To ensure this assay was indeed robust and sensitive, we followed NADH-produced fluorescence at increasing concentrations of purified recombinant BmDHS in the presence of excess cofactor NAD+ and substrate spermidine (132 and 0.5 μM, respectively). The resulting reaction progress curves allowed us to determine an enzyme concentration that produced a robust signal to noise ratio at the linear range of the reaction (Fig 5B). Based on these results, we chose to work with an enzyme (tetramer) concentration of approximately 25 nM.

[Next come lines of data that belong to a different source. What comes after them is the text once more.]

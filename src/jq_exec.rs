//! jq pre-processing of the raw input document, before it becomes a schema.
use anyhow::{Context, Result, anyhow, bail};
use jaq_core::{Compiler, Ctx, RcIter, compile::Undefined, load};
use jaq_json::Val;
use serde_json::Value;

/// Run `filter_src` over `input` and return the single document it yields.
///
/// A schema filter must produce exactly one value; zero or several outputs
/// are rejected so the caller never guesses which one was meant.
pub fn select_document(filter_src: &str, input: &Value) -> Result<Value> {
    let mut outputs = run_jaq(filter_src, input)?;
    match outputs.len() {
        1 => Ok(outputs.remove(0)),
        n => bail!("jq expression `{filter_src}` produced {n} values, expected exactly one"),
    }
}

pub fn run_jaq(filter_src: &str, input: &Value) -> Result<Vec<Value>> {
    let loader = load::Loader::new(jaq_std::defs().chain(jaq_json::defs()));
    let arena = load::Arena::default();
    let program = load::File { code: filter_src, path: () };

    let modules = loader
        .load(&arena, program)
        .map_err(format_parse_errors)?;

    let filter = Compiler::default()
        .with_funs(jaq_std::funs().chain(jaq_json::funs()))
        .compile(modules)
        .map_err(format_undefined_errors)?;

    let inputs = RcIter::new(core::iter::empty());
    let mut it = filter.run((Ctx::new([], &inputs), Val::from(input.clone())));

    let mut out = Vec::new();
    while let Some(item) = it.next() {
        let v = item.map_err(|e| anyhow!(format!("{e:?}")))?;
        // Val: Display -> JSON text
        let text = format!("{v}");
        let value = serde_json::from_str::<Value>(&text)
            .with_context(|| format!("jq output is not valid JSON: {text}"))?;
        out.push(value);
    }
    Ok(out)
}

fn format_parse_errors(
    errs: Vec<(load::File<&str, ()>, load::Error<&str>)>,
) -> anyhow::Error {
    let mut s = String::new();
    for (file, err) in errs {
        s.push_str(&format!("parse error: {err:?} in `{}`\n", file.code));
    }
    anyhow!(s)
}

fn format_undefined_errors(
    errs: Vec<(load::File<&str, ()>, Vec<(&str, Undefined)>)>,
) -> anyhow::Error {
    let mut s = String::new();
    for (file, list) in errs {
        for (name, undef) in list {
            s.push_str(&format!("undefined `{name}`: {undef:?} in `{}`\n", file.code));
        }
    }
    anyhow!(s)
}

To determine an appropriate, saturating concentration of NAD+ to use in the assay, we followed reaction progress curves in the presence of increasing concentrations of the cofactor (0.195 to 400 μM) and a fixed, excess concentration of the substrate spermidine (0.56 μM) (Panel A in S10 Fig). These curves were used to calculate the linear rate of NADH formation at various NAD+ concentrations (vNAD+). A plot of vNAD+ values versus NAD+ concentrations was used to establish the hyperbolic relationship of the single turn-over reaction with cofactor concentration (Kobs,NAD+ 44 ± 3.2 μM) (Fig 5C). From these studies, we chose to use NAD+ at a fixed concentration of 132 μM.

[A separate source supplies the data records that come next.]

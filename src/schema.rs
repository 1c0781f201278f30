//! Input model: the JSON-Schema-like description the engine walks.
//!
//! Only the handful of keywords the walker understands are modelled
//! (`type`, `enum`, `items`, `properties`); everything else in the
//! document (`title`, `description`, `$schema`, ...) is ignored.
//!
//! `type` is kept as a raw JSON value so an unknown or non-string
//! discriminator reaches the walker instead of failing the whole load.

use std::fmt;

use indexmap::IndexMap;
use serde::Deserialize;
use serde_json::Value;

use crate::error::LoadError;

/// Property name → child node, in document order.
pub type Properties = IndexMap<String, SchemaNode>;

#[derive(Debug, Clone, Default, Deserialize)]
pub struct SchemaNode {
    #[serde(rename = "type", default)]
    pub type_: Option<Value>,
    #[serde(rename = "enum", default)]
    pub enum_: Option<Vec<Value>>,
    #[serde(default)]
    pub items: Option<Box<SchemaNode>>,
    #[serde(default)]
    pub properties: Option<Properties>,
}

/// The root mapping handed to the engine.
#[derive(Debug, Clone, Default, Deserialize)]
pub struct SchemaDocument {
    #[serde(default)]
    pub properties: Option<Properties>,
}

/// The three leaf kinds every target knows how to spell.
#[derive(Debug, Clone, Copy, PartialEq, Eq, Hash)]
pub enum Primitive {
    Boolean,
    Integer,
    String,
}

/// What a node's `type` discriminator resolves to.
#[derive(Debug, Clone, Copy, PartialEq)]
pub enum Kind<'a> {
    Primitive(Primitive),
    Array,
    Object,
    /// Missing `type`, or a value outside the five recognized kinds.
    Unrecognized(Option<&'a Value>),
}

// ————————————————————————————————————————————————————————————————————————————
// IMPLEMENTATION
// ————————————————————————————————————————————————————————————————————————————

impl Primitive {
    pub fn from_type_name(name: &str) -> Option<Self> {
        match name {
            "boolean" => Some(Self::Boolean),
            "integer" => Some(Self::Integer),
            "string" => Some(Self::String),
            _ => None,
        }
    }
    pub fn as_str(self) -> &'static str {
        match self {
            Self::Boolean => "boolean",
            Self::Integer => "integer",
            Self::String => "string",
        }
    }
}

impl fmt::Display for Primitive {
    fn fmt(&self, f: &mut fmt::Formatter<'_>) -> fmt::Result {
        f.write_str(self.as_str())
    }
}

impl SchemaNode {
    pub fn kind(&self) -> Kind<'_> {
        let name = self.type_.as_ref().and_then(Value::as_str);
        match name {
            Some("array") => Kind::Array,
            Some("object") => Kind::Object,
            Some(other) => match Primitive::from_type_name(other) {
                Some(primitive) => Kind::Primitive(primitive),
                None => Kind::Unrecognized(self.type_.as_ref()),
            },
            None => Kind::Unrecognized(self.type_.as_ref()),
        }
    }
    /// Human-readable rendering of the raw `type` value for messages.
    pub fn type_label(&self) -> String {
        match &self.type_ {
            None => "<missing>".to_string(),
            Some(Value::String(s)) => s.clone(),
            Some(other) => other.to_string(),
        }
    }
}

impl SchemaDocument {
    pub fn from_json_str(src: &str) -> Result<Self, LoadError> {
        crate::path_de::from_str_with_path(src)
    }
    pub fn from_value(value: Value) -> Result<Self, LoadError> {
        crate::path_de::from_value_with_path(value)
    }
    /// Pick the schema out of a larger document first (e.g. `/components/schemas/User`).
    pub fn from_value_at(mut value: Value, json_pointer: &str) -> Result<Self, LoadError> {
        let selected = value
            .pointer_mut(json_pointer)
            .map(Value::take)
            .ok_or_else(|| LoadError::PointerNotFound(json_pointer.to_string()))?;
        Self::from_value(selected)
    }
}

We performed equivalent experiments to establish appropriate, saturating concentrations of BmDHS substrate spermidine (Panel B in S10 Fig). In these experiments, NAD+ was kept fixed at 132 μM and the linear rate of NADH formation was calculated for increasing spermidine concentrations (0.0005 to 1 μM) (vspe). A plot of vspe values versus spermidine concentrations was used to establish the hyperbolic relationship of the single turn-over reaction with substrate concentration (Kobs,spe 0.056 ± 0.002 μM) (Fig 5D). From these studies, we chose to use spermidine at a fixed concentration of 0.56 μM.

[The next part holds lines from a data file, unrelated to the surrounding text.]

//! Structural TypeScript: one `type X = { ... }` alias per struct.
use serde_json::Value;

use super::{EmissionStrategy, js_literal};
use crate::diagnostic::Diagnostic;
use crate::schema::Primitive;

#[derive(Debug, Default)]
pub struct TypeScriptStrategy;

impl TypeScriptStrategy {
    pub fn new() -> Self {
        Self
    }
    fn native(primitive: Primitive) -> &'static str {
        match primitive {
            Primitive::Boolean => "boolean",
            Primitive::Integer => "number",
            Primitive::String => "string",
        }
    }
}

impl EmissionStrategy for TypeScriptStrategy {
    fn preamble(&self) -> String {
        String::new()
    }

    fn field_scalar(&self, name: &str, primitive: Primitive) -> String {
        format!("\t{name}: {}\n", Self::native(primitive))
    }

    fn field_enum(&mut self, name: &str, values: &[Value], diagnostics: &mut Vec<Diagnostic>) -> String {
        let mut arms = Vec::with_capacity(values.len());
        for value in values {
            match js_literal(value) {
                Some(lit) => arms.push(lit),
                None => diagnostics.push(Diagnostic::unsupported_literal(name, value, "typescript")),
            }
        }
        if arms.is_empty() {
            return format!("\t{name}: never\n");
        }
        format!("\t{name}: {}\n", arms.join(" | "))
    }

    fn field_array(&self, name: &str, primitive: Primitive) -> String {
        format!("\t{name}: Array<{}>\n", Self::native(primitive))
    }

    fn struct_start(&self, name: &str) -> String {
        format!("type {name} = {{\n")
    }

    fn field_ref(&self, name: &str, target_struct: &str) -> String {
        format!("\t{name}: {target_struct}\n")
    }

    fn struct_end(&self, _name: &str) -> String {
        "}\n\n".to_string()
    }
}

Following up on these preliminary studies, we sought to show this assay can be used to estimate half-maximal inhibitory concentration (IC50) values for BmDHS inhibitors. In these assays, we employed GC7, a potent inhibitor of the mammalian DHS [56,75]. We used reaction progress curves to estimate the linear rate of NADH formation by BmDHS at increasing concentrations of GC7 (0.00019 to 10 μM), whilst maintaining fixed concentrations of NAD+ (132 μM), spermidine (0.56 μM), and enzyme (18.75 nM, tetramer). The resulting dose-response curve was used to estimate an IC50 value of 28 nM for GC7 (Fig 5E).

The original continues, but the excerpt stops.